Items listed in a dataset:
..........

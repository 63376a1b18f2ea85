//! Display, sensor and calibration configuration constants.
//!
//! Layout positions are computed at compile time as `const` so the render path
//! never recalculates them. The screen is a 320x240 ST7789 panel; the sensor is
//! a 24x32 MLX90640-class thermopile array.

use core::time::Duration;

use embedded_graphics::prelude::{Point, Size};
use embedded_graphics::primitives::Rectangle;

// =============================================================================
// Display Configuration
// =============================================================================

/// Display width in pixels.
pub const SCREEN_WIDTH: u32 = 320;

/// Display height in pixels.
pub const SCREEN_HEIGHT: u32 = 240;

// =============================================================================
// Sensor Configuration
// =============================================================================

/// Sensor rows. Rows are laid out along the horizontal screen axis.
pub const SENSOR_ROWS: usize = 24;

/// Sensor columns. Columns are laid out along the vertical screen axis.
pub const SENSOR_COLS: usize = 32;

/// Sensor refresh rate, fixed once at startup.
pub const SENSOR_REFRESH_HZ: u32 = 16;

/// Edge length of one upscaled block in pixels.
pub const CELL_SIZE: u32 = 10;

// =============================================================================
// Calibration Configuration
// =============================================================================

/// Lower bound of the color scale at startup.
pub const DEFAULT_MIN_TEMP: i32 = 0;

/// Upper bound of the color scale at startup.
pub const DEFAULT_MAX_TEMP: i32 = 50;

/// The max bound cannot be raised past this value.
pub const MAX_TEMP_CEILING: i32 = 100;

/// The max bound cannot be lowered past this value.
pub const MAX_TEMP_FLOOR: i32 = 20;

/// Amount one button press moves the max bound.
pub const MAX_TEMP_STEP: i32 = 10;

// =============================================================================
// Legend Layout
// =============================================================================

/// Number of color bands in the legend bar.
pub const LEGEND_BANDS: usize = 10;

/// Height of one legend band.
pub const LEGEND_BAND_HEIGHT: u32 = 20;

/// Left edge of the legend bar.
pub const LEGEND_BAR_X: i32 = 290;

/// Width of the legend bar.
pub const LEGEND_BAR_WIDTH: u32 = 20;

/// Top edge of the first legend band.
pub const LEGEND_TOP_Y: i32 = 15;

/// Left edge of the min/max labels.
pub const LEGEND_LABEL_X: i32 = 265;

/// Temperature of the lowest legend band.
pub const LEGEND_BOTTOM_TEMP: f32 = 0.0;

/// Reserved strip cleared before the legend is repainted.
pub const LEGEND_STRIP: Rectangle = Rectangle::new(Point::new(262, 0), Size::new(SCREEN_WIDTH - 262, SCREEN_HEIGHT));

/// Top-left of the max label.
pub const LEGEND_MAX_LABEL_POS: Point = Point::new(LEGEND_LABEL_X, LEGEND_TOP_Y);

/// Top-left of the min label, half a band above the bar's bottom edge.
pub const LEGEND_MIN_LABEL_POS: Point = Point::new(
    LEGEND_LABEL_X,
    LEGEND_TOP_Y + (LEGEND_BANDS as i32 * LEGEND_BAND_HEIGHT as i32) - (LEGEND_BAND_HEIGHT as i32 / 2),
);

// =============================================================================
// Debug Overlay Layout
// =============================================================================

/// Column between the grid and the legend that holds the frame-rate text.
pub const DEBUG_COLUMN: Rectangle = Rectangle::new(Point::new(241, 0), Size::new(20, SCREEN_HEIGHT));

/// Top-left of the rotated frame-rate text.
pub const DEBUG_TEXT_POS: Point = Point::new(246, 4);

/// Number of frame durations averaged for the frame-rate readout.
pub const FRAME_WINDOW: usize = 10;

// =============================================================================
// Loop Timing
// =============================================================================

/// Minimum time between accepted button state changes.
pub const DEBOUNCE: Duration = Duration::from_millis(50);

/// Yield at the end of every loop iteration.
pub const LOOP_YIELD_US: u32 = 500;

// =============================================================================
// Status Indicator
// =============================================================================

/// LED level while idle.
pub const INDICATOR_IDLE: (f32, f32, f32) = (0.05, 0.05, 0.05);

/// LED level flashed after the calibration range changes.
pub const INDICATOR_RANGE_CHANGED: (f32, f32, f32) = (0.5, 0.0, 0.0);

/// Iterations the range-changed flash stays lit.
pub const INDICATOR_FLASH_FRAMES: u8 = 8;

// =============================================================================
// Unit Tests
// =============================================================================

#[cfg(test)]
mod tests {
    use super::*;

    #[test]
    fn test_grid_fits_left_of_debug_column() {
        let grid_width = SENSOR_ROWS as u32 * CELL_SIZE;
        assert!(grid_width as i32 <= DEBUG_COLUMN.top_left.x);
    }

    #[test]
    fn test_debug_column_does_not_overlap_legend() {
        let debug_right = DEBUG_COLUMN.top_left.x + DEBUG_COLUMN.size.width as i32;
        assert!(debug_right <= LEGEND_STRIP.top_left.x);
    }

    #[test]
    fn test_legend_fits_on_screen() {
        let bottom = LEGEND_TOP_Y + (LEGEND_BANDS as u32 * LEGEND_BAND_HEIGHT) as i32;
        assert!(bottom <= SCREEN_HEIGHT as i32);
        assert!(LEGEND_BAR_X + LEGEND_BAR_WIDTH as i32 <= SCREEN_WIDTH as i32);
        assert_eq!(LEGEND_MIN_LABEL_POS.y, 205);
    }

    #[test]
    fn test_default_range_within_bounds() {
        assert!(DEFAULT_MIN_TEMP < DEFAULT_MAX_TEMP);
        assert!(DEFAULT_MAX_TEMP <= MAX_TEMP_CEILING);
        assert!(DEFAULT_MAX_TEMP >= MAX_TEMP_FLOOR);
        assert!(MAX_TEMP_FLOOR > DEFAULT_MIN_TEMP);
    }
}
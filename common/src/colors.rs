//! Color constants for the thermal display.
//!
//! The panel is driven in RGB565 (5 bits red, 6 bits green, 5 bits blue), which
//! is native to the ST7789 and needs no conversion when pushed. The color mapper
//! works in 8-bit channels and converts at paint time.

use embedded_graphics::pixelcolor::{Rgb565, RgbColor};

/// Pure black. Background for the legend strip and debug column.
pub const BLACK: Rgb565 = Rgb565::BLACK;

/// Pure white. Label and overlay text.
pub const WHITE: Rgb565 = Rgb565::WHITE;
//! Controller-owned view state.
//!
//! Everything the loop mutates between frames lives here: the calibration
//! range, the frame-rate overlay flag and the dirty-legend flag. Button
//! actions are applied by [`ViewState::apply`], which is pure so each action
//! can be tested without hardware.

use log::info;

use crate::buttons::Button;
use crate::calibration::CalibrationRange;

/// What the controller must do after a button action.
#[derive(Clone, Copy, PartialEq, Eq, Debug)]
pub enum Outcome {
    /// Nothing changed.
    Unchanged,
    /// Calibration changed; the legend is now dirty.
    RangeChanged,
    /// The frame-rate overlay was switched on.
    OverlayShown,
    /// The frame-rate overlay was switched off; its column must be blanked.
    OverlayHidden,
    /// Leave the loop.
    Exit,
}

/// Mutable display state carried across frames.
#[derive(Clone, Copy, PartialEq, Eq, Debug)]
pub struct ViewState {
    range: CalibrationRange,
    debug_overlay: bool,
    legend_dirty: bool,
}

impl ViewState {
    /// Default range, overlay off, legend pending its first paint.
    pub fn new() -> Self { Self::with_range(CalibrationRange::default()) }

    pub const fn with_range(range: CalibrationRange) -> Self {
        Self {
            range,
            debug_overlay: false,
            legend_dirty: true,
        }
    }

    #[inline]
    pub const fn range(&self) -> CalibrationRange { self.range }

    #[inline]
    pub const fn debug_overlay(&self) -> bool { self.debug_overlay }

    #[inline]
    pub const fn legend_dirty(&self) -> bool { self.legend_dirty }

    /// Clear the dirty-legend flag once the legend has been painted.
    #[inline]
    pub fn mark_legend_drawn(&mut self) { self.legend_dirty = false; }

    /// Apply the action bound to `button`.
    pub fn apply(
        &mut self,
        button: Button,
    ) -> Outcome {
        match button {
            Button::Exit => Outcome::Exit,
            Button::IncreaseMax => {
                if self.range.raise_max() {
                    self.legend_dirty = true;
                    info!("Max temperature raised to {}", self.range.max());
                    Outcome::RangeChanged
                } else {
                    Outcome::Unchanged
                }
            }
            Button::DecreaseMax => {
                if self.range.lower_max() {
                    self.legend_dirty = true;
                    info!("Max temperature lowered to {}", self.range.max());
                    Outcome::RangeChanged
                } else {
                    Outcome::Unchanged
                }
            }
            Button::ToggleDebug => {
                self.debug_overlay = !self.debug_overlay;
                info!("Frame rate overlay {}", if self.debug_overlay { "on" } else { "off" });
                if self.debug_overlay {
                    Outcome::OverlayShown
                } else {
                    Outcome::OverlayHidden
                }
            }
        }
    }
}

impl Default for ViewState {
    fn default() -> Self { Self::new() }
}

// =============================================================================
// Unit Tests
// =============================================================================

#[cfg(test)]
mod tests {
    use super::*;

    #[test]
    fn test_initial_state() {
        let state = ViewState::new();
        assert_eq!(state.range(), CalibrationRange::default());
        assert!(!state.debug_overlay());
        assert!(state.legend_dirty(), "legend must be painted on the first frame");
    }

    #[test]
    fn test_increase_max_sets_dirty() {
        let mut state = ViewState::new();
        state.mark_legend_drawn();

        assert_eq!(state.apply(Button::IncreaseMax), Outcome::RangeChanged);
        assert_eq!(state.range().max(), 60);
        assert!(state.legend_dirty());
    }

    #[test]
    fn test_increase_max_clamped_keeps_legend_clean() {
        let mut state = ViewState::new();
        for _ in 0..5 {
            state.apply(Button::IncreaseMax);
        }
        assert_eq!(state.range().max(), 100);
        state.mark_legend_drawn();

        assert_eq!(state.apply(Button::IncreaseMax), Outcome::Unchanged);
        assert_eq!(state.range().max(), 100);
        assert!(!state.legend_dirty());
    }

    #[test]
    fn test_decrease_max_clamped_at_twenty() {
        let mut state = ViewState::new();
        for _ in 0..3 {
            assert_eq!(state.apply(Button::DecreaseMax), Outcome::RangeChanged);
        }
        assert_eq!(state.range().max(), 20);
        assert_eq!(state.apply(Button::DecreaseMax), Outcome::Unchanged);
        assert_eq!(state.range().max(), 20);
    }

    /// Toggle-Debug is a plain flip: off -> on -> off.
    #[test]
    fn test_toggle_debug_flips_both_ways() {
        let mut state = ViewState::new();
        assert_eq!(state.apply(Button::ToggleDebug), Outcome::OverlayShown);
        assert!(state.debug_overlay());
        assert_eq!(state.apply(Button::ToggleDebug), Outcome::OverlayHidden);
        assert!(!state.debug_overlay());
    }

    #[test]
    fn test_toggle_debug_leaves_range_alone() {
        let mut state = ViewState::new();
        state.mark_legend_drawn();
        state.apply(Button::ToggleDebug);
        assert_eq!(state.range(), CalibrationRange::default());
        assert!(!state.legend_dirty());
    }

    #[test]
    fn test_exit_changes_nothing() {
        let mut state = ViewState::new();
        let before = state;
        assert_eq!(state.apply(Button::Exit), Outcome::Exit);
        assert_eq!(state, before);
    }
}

..........

Task to carry out:
Count how many lines in the records hold the string "crate"; reply with the number alone.

Task result:
2